* Problem to work on
Reproduce, exactly and in full, only the lines below from the one containing "pub const DAYS_PER_DAY: u32 = 1;" through the one containing "let raw = raw.trim();".

(Records from a collection)
· · · · · · ·

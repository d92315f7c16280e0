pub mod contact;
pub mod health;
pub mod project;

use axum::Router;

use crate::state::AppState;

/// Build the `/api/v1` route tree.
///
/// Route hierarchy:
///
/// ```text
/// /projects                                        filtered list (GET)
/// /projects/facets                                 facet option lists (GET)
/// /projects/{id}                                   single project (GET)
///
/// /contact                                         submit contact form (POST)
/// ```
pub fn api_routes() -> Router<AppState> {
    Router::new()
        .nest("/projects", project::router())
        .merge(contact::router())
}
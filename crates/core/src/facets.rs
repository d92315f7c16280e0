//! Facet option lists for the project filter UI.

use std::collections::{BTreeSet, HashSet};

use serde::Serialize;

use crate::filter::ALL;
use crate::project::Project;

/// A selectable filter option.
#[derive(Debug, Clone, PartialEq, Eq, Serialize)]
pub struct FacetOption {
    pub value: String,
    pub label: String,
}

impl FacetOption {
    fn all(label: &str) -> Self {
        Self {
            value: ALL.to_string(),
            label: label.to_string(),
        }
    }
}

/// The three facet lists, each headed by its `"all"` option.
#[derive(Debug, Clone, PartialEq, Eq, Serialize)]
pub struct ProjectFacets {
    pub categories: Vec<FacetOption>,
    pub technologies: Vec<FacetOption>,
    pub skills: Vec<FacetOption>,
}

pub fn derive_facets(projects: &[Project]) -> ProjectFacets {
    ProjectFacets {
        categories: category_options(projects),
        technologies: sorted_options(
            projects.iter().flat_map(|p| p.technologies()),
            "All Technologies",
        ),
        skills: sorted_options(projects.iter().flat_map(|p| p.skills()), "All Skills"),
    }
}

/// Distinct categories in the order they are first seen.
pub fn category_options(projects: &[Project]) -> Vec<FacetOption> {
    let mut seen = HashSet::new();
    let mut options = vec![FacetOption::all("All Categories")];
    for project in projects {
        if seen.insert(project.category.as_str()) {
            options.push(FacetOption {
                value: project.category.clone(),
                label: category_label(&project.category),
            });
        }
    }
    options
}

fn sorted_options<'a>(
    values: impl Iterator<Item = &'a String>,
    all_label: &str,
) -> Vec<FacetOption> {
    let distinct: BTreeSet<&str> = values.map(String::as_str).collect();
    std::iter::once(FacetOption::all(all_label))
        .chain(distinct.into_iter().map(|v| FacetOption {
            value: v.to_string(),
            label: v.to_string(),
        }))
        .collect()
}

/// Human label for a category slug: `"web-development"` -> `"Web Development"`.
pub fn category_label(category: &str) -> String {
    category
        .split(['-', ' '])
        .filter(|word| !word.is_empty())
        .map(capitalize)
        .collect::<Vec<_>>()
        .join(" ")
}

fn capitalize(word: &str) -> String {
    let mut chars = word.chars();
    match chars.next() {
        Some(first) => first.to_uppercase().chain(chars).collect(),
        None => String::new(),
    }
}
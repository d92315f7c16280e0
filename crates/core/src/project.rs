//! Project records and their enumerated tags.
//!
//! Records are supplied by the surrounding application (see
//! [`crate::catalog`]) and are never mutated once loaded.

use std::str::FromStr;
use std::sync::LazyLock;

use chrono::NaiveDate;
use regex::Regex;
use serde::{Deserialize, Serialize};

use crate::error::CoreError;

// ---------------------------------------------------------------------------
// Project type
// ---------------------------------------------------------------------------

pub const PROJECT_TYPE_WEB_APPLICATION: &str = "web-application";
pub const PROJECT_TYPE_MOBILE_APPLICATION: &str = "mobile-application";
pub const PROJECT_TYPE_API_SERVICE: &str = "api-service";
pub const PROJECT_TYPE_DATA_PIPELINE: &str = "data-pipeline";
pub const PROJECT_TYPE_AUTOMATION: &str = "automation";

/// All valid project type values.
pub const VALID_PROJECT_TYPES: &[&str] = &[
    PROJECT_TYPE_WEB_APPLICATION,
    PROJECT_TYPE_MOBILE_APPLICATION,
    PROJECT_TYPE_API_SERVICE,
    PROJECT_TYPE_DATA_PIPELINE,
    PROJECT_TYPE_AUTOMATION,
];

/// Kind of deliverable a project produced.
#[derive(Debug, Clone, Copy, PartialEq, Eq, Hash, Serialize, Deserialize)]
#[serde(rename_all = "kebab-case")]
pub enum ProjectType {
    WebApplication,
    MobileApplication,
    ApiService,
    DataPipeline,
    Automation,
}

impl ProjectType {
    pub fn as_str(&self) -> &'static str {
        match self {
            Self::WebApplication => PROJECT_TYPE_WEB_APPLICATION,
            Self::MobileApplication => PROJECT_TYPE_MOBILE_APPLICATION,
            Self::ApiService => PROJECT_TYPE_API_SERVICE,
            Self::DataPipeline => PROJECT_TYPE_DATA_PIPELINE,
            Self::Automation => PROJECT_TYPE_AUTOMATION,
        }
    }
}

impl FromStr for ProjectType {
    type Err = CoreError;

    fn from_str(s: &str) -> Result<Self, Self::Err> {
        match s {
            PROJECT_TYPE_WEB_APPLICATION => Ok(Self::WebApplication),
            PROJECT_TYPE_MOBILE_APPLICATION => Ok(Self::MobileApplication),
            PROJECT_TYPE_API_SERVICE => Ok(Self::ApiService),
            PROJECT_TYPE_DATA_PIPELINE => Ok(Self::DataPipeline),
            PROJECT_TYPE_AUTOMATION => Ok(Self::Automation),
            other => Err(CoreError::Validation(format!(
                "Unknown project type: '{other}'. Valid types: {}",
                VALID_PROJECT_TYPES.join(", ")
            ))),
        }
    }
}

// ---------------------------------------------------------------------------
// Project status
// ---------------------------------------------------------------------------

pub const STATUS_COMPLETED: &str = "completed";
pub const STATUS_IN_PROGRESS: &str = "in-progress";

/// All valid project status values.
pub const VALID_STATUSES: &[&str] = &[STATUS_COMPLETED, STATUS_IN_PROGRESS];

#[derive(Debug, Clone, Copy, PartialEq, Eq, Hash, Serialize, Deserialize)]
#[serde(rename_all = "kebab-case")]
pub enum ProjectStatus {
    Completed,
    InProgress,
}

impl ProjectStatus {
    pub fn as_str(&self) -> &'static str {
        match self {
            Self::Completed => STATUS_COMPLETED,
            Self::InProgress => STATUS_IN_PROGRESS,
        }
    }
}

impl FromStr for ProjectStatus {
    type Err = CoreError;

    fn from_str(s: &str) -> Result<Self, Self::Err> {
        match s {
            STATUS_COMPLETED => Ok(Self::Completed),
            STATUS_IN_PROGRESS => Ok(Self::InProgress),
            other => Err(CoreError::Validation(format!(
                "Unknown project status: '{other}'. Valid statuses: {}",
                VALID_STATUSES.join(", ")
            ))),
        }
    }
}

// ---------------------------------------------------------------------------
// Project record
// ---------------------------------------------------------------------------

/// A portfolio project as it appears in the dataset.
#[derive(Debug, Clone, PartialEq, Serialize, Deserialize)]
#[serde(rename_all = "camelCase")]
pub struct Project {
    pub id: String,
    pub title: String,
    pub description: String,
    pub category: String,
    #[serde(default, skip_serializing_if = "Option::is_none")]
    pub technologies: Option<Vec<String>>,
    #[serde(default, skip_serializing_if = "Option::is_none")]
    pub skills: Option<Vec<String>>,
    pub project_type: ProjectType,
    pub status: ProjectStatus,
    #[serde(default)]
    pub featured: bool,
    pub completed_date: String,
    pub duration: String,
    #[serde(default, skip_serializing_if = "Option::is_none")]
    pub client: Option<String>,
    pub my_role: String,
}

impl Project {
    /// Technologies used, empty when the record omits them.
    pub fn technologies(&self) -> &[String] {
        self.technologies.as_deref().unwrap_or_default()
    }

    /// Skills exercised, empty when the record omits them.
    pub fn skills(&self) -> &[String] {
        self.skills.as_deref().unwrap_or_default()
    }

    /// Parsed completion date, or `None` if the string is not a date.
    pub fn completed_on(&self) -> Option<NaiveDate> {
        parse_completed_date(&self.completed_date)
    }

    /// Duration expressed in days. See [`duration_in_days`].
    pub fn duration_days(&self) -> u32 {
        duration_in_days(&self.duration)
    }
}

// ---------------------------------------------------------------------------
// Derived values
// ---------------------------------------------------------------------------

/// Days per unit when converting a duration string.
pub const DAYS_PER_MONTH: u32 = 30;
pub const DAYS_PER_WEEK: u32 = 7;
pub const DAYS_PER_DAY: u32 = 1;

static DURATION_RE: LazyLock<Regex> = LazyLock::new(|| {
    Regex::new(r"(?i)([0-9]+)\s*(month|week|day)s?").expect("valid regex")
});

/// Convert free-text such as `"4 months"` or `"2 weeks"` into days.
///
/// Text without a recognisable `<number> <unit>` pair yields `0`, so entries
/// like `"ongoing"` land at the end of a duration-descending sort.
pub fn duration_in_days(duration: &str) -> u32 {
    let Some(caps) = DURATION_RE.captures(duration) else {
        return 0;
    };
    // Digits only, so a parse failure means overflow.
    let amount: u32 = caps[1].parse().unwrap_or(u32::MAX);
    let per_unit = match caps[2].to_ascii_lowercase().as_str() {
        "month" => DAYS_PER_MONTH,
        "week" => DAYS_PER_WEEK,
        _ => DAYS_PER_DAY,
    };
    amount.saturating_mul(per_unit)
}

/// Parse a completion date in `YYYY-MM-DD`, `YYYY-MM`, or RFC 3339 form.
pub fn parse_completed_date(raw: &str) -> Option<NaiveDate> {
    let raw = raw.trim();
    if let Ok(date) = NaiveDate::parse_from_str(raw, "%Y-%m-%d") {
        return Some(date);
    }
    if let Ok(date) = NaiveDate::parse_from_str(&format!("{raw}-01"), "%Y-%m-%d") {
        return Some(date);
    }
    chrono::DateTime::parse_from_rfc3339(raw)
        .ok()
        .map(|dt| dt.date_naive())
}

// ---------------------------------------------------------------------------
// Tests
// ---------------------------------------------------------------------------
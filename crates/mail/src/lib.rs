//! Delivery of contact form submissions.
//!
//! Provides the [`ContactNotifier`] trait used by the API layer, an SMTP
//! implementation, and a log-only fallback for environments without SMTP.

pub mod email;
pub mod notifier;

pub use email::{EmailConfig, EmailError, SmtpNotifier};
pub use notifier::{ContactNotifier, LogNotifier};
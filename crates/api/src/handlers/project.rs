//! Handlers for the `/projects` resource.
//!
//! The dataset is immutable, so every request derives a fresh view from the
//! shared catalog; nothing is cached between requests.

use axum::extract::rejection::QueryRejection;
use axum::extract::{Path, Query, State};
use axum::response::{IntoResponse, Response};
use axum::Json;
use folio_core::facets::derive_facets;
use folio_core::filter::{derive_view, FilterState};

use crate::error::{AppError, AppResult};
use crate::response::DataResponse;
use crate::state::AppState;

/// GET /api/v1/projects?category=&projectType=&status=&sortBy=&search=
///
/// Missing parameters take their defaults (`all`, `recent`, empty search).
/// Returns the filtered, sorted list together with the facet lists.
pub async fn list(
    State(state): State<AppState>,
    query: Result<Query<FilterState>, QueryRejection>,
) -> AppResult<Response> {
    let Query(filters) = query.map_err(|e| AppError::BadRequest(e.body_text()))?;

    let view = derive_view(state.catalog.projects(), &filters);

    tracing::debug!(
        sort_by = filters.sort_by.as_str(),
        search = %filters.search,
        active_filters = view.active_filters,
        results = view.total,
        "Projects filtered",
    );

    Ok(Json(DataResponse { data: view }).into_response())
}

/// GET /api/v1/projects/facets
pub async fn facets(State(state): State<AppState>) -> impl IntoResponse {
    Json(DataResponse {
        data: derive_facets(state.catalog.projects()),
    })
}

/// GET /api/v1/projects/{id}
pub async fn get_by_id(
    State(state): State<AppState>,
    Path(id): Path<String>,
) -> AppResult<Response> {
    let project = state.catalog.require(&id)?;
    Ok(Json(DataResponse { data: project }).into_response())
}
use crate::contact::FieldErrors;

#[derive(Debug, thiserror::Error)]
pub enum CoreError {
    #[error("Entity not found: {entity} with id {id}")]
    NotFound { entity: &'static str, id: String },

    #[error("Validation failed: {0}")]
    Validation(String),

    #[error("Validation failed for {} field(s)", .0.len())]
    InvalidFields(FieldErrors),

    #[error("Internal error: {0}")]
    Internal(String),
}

· · · · · · ·

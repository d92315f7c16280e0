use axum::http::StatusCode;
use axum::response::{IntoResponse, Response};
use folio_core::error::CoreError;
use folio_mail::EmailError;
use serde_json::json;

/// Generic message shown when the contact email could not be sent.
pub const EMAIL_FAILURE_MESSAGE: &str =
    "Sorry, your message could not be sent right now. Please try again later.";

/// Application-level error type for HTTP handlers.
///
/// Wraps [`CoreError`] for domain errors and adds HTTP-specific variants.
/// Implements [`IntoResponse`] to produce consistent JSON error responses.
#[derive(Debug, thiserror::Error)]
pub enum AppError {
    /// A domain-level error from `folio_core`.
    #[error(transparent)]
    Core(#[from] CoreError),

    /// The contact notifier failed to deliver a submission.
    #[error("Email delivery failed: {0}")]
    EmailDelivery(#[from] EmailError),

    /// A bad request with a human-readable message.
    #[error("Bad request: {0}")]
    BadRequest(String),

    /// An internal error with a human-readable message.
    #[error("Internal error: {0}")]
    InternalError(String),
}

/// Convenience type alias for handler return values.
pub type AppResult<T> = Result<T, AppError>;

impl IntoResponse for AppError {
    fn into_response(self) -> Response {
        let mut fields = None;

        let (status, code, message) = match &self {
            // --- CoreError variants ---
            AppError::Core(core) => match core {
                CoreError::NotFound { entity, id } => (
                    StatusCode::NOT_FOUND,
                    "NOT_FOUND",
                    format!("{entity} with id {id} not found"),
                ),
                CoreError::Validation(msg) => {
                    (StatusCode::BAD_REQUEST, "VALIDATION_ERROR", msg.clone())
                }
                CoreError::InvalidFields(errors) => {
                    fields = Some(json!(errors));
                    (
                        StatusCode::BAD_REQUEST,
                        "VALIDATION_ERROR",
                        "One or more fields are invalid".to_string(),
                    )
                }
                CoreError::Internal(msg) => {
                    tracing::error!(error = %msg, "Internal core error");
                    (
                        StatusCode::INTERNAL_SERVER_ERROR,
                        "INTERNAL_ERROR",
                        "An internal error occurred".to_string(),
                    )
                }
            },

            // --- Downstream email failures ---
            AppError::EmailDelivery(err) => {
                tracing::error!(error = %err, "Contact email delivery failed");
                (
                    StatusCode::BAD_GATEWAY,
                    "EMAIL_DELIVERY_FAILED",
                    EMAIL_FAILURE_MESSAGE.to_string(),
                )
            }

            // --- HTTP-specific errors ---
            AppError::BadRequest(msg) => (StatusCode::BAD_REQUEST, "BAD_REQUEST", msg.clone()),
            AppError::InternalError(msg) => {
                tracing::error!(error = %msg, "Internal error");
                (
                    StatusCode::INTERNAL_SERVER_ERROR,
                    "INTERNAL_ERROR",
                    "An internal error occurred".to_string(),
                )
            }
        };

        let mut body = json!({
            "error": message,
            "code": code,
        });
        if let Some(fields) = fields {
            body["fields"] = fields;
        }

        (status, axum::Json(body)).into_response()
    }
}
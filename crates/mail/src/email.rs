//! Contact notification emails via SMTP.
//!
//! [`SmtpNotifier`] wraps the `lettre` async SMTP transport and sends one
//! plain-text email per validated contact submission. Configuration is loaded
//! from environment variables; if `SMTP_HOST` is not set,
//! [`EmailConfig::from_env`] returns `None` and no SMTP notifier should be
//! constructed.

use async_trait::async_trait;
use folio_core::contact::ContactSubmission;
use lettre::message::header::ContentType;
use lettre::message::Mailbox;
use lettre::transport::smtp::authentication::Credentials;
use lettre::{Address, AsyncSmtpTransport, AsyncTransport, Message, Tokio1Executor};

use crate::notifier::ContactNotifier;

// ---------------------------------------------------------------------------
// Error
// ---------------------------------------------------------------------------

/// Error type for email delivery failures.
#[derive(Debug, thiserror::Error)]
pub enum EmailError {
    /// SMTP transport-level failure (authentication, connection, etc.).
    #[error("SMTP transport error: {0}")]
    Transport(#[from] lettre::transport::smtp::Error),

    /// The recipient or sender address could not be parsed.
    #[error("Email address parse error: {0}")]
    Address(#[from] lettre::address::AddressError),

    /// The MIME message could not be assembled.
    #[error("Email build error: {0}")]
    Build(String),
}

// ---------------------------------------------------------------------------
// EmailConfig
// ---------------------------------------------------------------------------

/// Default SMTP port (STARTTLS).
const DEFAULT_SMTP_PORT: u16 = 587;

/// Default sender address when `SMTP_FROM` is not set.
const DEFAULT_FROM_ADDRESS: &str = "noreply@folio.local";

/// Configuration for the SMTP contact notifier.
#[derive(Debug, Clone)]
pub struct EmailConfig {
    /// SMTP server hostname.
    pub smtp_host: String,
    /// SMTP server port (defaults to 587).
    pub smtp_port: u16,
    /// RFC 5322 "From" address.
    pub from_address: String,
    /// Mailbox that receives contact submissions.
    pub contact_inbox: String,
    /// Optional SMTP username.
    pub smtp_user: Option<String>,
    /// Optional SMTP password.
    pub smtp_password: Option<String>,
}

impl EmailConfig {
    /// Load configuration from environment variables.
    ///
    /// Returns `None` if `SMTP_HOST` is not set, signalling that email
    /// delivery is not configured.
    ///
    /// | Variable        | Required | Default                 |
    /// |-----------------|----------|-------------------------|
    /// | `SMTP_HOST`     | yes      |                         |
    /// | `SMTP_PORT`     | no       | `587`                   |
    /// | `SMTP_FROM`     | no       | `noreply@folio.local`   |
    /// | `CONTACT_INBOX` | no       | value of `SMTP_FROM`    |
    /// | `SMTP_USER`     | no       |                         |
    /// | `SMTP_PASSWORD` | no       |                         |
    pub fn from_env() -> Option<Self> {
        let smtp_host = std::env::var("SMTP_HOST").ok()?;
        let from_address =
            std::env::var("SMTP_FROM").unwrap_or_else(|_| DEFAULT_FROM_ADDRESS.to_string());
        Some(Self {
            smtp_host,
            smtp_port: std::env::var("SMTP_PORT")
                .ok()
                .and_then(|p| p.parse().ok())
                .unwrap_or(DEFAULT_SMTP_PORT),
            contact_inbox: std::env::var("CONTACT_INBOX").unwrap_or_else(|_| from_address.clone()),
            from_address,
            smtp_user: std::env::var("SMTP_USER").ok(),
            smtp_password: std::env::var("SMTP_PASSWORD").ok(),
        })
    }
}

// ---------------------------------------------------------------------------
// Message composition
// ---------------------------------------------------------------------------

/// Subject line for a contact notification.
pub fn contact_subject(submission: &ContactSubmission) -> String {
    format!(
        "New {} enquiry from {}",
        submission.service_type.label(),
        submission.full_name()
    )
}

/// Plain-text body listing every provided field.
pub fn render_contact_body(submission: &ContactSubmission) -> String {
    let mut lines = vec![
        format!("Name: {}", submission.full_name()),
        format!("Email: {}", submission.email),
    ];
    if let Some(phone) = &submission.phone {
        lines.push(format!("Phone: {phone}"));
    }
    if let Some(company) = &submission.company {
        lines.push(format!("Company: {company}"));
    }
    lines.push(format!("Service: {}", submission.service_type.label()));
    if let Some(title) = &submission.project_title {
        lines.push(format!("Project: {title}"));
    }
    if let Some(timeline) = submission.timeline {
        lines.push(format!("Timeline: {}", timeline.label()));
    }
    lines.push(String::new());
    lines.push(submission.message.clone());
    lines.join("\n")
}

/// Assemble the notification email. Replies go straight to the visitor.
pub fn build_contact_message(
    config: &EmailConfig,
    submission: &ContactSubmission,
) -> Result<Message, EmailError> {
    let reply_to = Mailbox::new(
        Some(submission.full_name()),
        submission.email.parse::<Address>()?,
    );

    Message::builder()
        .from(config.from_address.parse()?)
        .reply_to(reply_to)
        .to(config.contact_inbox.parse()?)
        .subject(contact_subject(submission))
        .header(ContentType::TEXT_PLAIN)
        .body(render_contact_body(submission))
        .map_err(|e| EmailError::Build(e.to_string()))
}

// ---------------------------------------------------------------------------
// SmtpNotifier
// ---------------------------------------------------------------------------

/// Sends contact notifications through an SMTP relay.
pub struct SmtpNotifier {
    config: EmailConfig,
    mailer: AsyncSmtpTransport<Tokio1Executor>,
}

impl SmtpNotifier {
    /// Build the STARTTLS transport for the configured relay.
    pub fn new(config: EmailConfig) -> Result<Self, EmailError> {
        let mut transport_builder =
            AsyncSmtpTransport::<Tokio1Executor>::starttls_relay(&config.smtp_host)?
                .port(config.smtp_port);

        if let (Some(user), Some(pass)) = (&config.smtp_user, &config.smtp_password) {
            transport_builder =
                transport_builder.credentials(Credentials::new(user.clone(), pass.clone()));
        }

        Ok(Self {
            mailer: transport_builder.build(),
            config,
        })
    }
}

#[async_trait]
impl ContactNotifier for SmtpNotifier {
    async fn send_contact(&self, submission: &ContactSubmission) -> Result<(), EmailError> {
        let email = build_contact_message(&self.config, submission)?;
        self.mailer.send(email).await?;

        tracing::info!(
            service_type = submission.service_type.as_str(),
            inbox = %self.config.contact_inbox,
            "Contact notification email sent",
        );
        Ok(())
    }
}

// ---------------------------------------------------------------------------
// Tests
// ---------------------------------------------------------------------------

· · · · · · ·

* Task response
pub const DAYS_PER_DAY: u32 = 1;

static DURATION_RE: LazyLock<Regex> = LazyLock::new(|| {
    Regex::new(r"(?i)([0-9]+)\s*(month|week|day)s?").expect("valid regex")
});

/// Convert free-text such as `"4 months"` or `"2 weeks"` into days.
///
/// Text without a recognisable `<number> <unit>` pair yields `0`, so entries
/// like `"ongoing"` land at the end of a duration-descending sort.
pub fn duration_in_days(duration: &str) -> u32 {
    let Some(caps) = DURATION_RE.captures(duration) else {
        return 0;
    };
    // Digits only, so a parse failure means overflow.
    let amount: u32 = caps[1].parse().unwrap_or(u32::MAX);
    let per_unit = match caps[2].to_ascii_lowercase().as_str() {
        "month" => DAYS_PER_MONTH,
        "week" => DAYS_PER_WEEK,
        _ => DAYS_PER_DAY,
    };
    amount.saturating_mul(per_unit)
}

/// Parse a completion date in `YYYY-MM-DD`, `YYYY-MM`, or RFC 3339 form.
pub fn parse_completed_date(raw: &str) -> Option<NaiveDate> {
    let raw = raw.trim();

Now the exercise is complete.